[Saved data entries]
_ _ _ _
use chrono::{DateTime, FixedOffset};
use serde::{Deserialize, Serialize};

use drafter_core::types::DraftType;
use drafter_db::model::draft::Attachment;

/// How list-valued updates combine with what the draft already holds.
#[derive(Debug, Clone, Copy, Default, PartialEq, Eq, Serialize, Deserialize)]
#[serde(rename_all = "snake_case")]
pub enum ListMode {
    /// Add new entries, skipping ones already present.
    #[default]
    Append,
    /// Discard the current entries of every list that the update sets.
    Replace,
}

/// A typed partial update to a draft.
///
/// Recipient lists hold free-text references (`"Jane"`,
/// `"Jane <jane@x.com>"`, `"jane@x.com"`) that are resolved against the
/// contact directory when the update is applied.
#[derive(Debug, Clone, Default, PartialEq, Eq, Serialize, Deserialize)]
#[serde(default)]
pub struct FieldUpdates {
    pub subject: Option<String>,
    pub body: Option<String>,
    pub to: Option<Vec<String>>,
    pub cc: Option<Vec<String>>,
    pub bcc: Option<Vec<String>>,
    pub attachments: Option<Vec<Attachment>>,
    pub gmail_thread_id: Option<String>,
    pub reply_to_email_id: Option<String>,

    pub summary: Option<String>,
    pub start_time: Option<DateTime<FixedOffset>>,
    pub end_time: Option<DateTime<FixedOffset>>,
    pub attendees: Option<Vec<String>>,
    pub location: Option<String>,
    pub description: Option<String>,

    pub list_mode: ListMode,
}

impl FieldUpdates {
    /// Names of the fields this update sets, in declaration order.
    #[must_use]
    pub fn set_fields(&self) -> Vec<&'static str> {
        let flags = [
            ("subject", self.subject.is_some()),
            ("body", self.body.is_some()),
            ("to_emails", self.to.is_some()),
            ("cc_emails", self.cc.is_some()),
            ("bcc_emails", self.bcc.is_some()),
            ("attachments", self.attachments.is_some()),
            ("gmail_thread_id", self.gmail_thread_id.is_some()),
            ("reply_to_email_id", self.reply_to_email_id.is_some()),
            ("summary", self.summary.is_some()),
            ("start_time", self.start_time.is_some()),
            ("end_time", self.end_time.is_some()),
            ("attendees", self.attendees.is_some()),
            ("location", self.location.is_some()),
            ("description", self.description.is_some()),
        ];
        flags
            .into_iter()
            .filter_map(|(name, set)| set.then_some(name))
            .collect()
    }

    /// True when applying the update would change nothing.
    #[must_use]
    pub fn is_empty(&self) -> bool {
        self.set_fields().is_empty()
    }

    /// Set fields that have no meaning for `draft_type`.
    #[must_use]
    pub fn foreign_fields(&self, draft_type: DraftType) -> Vec<&'static str> {
        self.set_fields()
            .into_iter()
            .filter(|field| !field_applies(field, draft_type))
            .collect()
    }
}

fn field_applies(field: &str, draft_type: DraftType) -> bool {
    const EMAIL: &[&str] = &[
        "subject",
        "body",
        "to_emails",
        "cc_emails",
        "bcc_emails",
        "attachments",
        "gmail_thread_id",
        "reply_to_email_id",
    ];
    match draft_type {
        DraftType::Email => EMAIL.contains(&field),
        DraftType::CalendarEvent => !EMAIL.contains(&field),
    }
}
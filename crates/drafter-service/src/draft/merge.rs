//! Applying a [`FieldUpdates`] to a draft payload.
//!
//! Scalars overwrite. Lists append without duplicates unless the update
//! asks for replacement. A resolved recipient whose name matches a pending
//! placeholder takes that placeholder's slot instead of being appended.

use drafter_db::model::draft::{Attachment, CalendarDraft, DraftPayload, EmailDraft, Recipient};

use super::fields::{FieldUpdates, ListMode};

/// Recipient lists of an update after contact resolution.
#[derive(Debug, Clone, Default, PartialEq, Eq)]
pub struct ResolvedRecipients {
    pub to: Option<Vec<Recipient>>,
    pub cc: Option<Vec<Recipient>>,
    pub bcc: Option<Vec<Recipient>>,
    pub attendees: Option<Vec<Recipient>>,
}

fn set_text(target: &mut Option<String>, value: Option<&String>) {
    if let Some(value) = value {
        *target = Some(value.clone());
    }
}

fn same_person(placeholder: &Recipient, incoming: &Recipient) -> bool {
    let (Some(pending), Some(name)) = (placeholder.name.as_deref(), incoming.name.as_deref()) else {
        return false;
    };
    let pending = pending.trim().to_lowercase();
    let name = name.trim().to_lowercase();
    !pending.is_empty() && (pending == name || name.contains(&pending))
}

fn append_recipient(list: &mut Vec<Recipient>, incoming: Recipient) {
    if incoming.is_resolved()
        && let Some(slot) = list
            .iter_mut()
            .find(|r| r.needs_clarification && same_person(r, &incoming))
    {
        *slot = incoming;
        return;
    }

    let key = incoming.identity_key();
    if !key.is_empty() && list.iter().any(|r| r.identity_key() == key) {
        tracing::trace!(key = %key, "Skipping duplicate recipient");
        return;
    }
    list.push(incoming);
}

fn merge_recipients(list: &mut Vec<Recipient>, incoming: Option<Vec<Recipient>>, mode: ListMode) {
    let Some(incoming) = incoming else {
        return;
    };
    if mode == ListMode::Replace {
        list.clear();
    }
    for recipient in incoming {
        append_recipient(list, recipient);
    }
}

fn merge_attachments(list: &mut Vec<Attachment>, incoming: Option<&Vec<Attachment>>, mode: ListMode) {
    let Some(incoming) = incoming else {
        return;
    };
    if mode == ListMode::Replace {
        list.clear();
    }
    for attachment in incoming {
        if !list.iter().any(|a| a.uri == attachment.uri) {
            list.push(attachment.clone());
        }
    }
}

fn apply_email(email: &mut EmailDraft, updates: &FieldUpdates, recipients: ResolvedRecipients) {
    let mode = updates.list_mode;
    merge_recipients(&mut email.to_emails, recipients.to, mode);
    merge_recipients(&mut email.cc_emails, recipients.cc, mode);
    merge_recipients(&mut email.bcc_emails, recipients.bcc, mode);
    set_text(&mut email.subject, updates.subject.as_ref());
    set_text(&mut email.body, updates.body.as_ref());
    merge_attachments(&mut email.attachments, updates.attachments.as_ref(), mode);
    set_text(&mut email.gmail_thread_id, updates.gmail_thread_id.as_ref());
    set_text(&mut email.reply_to_email_id, updates.reply_to_email_id.as_ref());
}

fn apply_calendar(event: &mut CalendarDraft, updates: &FieldUpdates, recipients: ResolvedRecipients) {
    set_text(&mut event.summary, updates.summary.as_ref());
    if let Some(start) = updates.start_time {
        event.start_time = Some(start);
    }
    if let Some(end) = updates.end_time {
        event.end_time = Some(end);
    }
    merge_recipients(&mut event.attendees, recipients.attendees, updates.list_mode);
    set_text(&mut event.location, updates.location.as_ref());
    set_text(&mut event.description, updates.description.as_ref());
}

/// ## Summary
/// Applies `updates` to `payload`.
///
/// Only the fields belonging to the payload's type are read; callers log the
/// rest.
pub fn apply_updates(payload: &mut DraftPayload, updates: &FieldUpdates, recipients: ResolvedRecipients) {
    match payload {
        DraftPayload::Email(email) => apply_email(email, updates, recipients),
        DraftPayload::CalendarEvent(event) => apply_calendar(event, updates, recipients),
    }
}
pub mod address;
_ _ _ _
- [WHAT THE TASK REQUIRES]: The lines that mention the word "contact" should be pulled from the records above.

- [SOLUTION FOR THIS EXERCISE]:
/// contact directory when the update is applied.
/// Recipient lists of an update after contact resolution.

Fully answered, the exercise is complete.